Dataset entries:
========================================

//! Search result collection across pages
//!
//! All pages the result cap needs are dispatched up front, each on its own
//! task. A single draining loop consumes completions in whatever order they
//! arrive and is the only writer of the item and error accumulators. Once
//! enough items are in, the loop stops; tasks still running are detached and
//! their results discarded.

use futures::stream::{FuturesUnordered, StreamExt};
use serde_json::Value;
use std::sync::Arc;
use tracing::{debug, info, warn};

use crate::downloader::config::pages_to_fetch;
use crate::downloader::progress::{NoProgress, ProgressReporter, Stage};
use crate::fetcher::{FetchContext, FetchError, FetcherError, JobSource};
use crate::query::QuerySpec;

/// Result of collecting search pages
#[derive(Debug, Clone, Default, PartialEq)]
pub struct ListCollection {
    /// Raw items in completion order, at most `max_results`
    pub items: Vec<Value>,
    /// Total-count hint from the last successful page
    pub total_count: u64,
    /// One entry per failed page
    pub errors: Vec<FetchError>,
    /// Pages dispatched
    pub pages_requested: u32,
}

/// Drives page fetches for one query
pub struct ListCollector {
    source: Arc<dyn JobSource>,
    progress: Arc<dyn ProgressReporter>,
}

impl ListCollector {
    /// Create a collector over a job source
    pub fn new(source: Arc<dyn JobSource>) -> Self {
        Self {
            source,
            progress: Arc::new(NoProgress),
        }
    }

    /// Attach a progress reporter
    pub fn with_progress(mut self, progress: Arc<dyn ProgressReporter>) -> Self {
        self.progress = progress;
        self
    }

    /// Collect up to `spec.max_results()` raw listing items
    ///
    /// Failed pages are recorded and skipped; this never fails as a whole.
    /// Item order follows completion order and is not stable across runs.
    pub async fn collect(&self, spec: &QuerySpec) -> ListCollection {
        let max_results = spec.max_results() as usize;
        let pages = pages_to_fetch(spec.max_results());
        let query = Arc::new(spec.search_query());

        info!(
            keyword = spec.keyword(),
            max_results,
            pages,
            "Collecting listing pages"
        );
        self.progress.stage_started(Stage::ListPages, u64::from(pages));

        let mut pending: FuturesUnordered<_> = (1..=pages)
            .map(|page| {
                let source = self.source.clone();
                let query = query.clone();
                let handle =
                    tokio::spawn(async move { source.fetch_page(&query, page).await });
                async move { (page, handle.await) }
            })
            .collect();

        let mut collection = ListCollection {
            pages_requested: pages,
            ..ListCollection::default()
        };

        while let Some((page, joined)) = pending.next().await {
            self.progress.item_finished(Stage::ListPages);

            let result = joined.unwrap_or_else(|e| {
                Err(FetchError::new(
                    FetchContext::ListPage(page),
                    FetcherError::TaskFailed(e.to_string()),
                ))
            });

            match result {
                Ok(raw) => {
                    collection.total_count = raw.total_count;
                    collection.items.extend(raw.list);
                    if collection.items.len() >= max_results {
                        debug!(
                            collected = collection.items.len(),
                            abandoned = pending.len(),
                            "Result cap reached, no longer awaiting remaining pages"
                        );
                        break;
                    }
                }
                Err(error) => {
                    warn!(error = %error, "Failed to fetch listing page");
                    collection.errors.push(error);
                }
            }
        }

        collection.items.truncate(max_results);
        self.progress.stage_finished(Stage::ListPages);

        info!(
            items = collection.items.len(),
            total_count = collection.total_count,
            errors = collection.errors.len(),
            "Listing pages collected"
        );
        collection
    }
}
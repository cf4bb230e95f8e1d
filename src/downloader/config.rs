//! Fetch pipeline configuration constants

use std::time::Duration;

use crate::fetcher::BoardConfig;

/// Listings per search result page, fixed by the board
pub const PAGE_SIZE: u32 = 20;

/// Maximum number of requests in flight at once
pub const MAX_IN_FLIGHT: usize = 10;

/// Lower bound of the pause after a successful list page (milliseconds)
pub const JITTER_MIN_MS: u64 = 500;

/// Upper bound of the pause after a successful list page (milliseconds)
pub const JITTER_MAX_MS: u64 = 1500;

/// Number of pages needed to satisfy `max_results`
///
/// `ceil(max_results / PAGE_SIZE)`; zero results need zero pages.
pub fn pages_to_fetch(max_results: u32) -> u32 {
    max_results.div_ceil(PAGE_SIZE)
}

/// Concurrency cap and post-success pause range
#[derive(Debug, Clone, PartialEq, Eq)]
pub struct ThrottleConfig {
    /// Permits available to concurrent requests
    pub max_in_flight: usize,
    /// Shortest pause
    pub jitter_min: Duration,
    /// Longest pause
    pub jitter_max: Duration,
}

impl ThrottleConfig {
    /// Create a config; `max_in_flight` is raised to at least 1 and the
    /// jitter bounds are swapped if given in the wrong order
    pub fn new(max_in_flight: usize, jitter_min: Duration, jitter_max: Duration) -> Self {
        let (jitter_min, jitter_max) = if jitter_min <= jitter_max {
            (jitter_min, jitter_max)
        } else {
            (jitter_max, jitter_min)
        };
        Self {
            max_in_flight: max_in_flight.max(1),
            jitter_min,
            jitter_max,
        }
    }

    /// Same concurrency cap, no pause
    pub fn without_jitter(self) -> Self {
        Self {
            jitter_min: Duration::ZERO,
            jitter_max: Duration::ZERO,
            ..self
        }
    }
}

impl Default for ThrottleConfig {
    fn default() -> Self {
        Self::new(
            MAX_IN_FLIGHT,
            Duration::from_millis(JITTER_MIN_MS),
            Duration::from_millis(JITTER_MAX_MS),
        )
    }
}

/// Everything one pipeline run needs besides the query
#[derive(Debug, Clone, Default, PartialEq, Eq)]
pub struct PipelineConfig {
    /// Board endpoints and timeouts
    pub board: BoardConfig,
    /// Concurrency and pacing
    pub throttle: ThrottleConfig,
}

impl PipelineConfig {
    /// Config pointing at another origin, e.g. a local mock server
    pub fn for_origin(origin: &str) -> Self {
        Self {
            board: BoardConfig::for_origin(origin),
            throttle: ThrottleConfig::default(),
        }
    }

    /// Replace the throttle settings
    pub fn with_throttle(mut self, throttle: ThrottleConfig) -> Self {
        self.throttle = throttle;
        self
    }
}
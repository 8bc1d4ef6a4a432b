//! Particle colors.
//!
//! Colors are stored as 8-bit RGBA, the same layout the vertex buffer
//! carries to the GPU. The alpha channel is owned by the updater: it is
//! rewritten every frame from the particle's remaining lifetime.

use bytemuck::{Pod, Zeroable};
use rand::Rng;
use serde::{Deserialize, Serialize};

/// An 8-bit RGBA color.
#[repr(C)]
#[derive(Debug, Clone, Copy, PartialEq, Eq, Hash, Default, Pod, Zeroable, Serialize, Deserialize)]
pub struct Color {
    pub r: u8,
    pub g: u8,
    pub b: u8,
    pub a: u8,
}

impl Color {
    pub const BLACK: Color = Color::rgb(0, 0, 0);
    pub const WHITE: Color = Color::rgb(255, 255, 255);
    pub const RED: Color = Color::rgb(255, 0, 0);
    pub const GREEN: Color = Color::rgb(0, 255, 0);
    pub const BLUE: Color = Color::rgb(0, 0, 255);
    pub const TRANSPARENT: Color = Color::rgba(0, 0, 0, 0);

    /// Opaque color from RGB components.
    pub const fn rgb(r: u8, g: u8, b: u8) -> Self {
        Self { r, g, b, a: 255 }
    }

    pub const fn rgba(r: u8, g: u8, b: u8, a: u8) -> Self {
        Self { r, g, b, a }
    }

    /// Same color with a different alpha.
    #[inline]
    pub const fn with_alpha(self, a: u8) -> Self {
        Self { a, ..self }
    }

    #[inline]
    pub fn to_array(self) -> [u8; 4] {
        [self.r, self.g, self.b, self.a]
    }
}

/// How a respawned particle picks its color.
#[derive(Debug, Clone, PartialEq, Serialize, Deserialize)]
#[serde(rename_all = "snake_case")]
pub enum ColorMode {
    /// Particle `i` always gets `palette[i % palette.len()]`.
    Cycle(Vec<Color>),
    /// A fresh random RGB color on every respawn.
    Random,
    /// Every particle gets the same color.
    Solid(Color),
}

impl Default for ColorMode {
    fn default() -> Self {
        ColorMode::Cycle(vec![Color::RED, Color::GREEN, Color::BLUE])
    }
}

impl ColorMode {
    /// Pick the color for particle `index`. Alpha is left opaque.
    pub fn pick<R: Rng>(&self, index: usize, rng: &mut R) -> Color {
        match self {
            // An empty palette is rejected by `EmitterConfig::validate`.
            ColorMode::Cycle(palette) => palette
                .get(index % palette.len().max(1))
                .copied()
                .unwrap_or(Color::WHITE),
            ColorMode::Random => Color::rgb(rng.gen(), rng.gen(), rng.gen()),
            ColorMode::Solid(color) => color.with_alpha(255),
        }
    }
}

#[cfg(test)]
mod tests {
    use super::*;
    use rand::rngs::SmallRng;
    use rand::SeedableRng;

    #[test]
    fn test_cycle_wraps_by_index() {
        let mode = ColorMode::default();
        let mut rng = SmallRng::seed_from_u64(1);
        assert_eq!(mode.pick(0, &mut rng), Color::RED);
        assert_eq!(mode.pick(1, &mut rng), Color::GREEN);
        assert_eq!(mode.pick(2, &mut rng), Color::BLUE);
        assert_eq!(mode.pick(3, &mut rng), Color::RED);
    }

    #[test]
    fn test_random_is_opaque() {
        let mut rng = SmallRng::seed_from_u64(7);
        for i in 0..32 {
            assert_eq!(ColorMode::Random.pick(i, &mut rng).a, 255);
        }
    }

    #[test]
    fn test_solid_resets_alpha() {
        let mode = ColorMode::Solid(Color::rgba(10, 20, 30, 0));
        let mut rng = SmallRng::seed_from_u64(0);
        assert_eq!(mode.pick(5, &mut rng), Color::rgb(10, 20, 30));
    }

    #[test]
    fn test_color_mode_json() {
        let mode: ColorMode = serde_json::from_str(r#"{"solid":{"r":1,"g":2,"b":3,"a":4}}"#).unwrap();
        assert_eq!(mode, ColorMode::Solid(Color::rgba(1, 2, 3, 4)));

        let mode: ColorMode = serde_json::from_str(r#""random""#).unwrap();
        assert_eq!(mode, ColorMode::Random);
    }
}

========================================

Count lines, not occurrences: report how many lines in the entries above include the word "Serialize", as a number alone.

3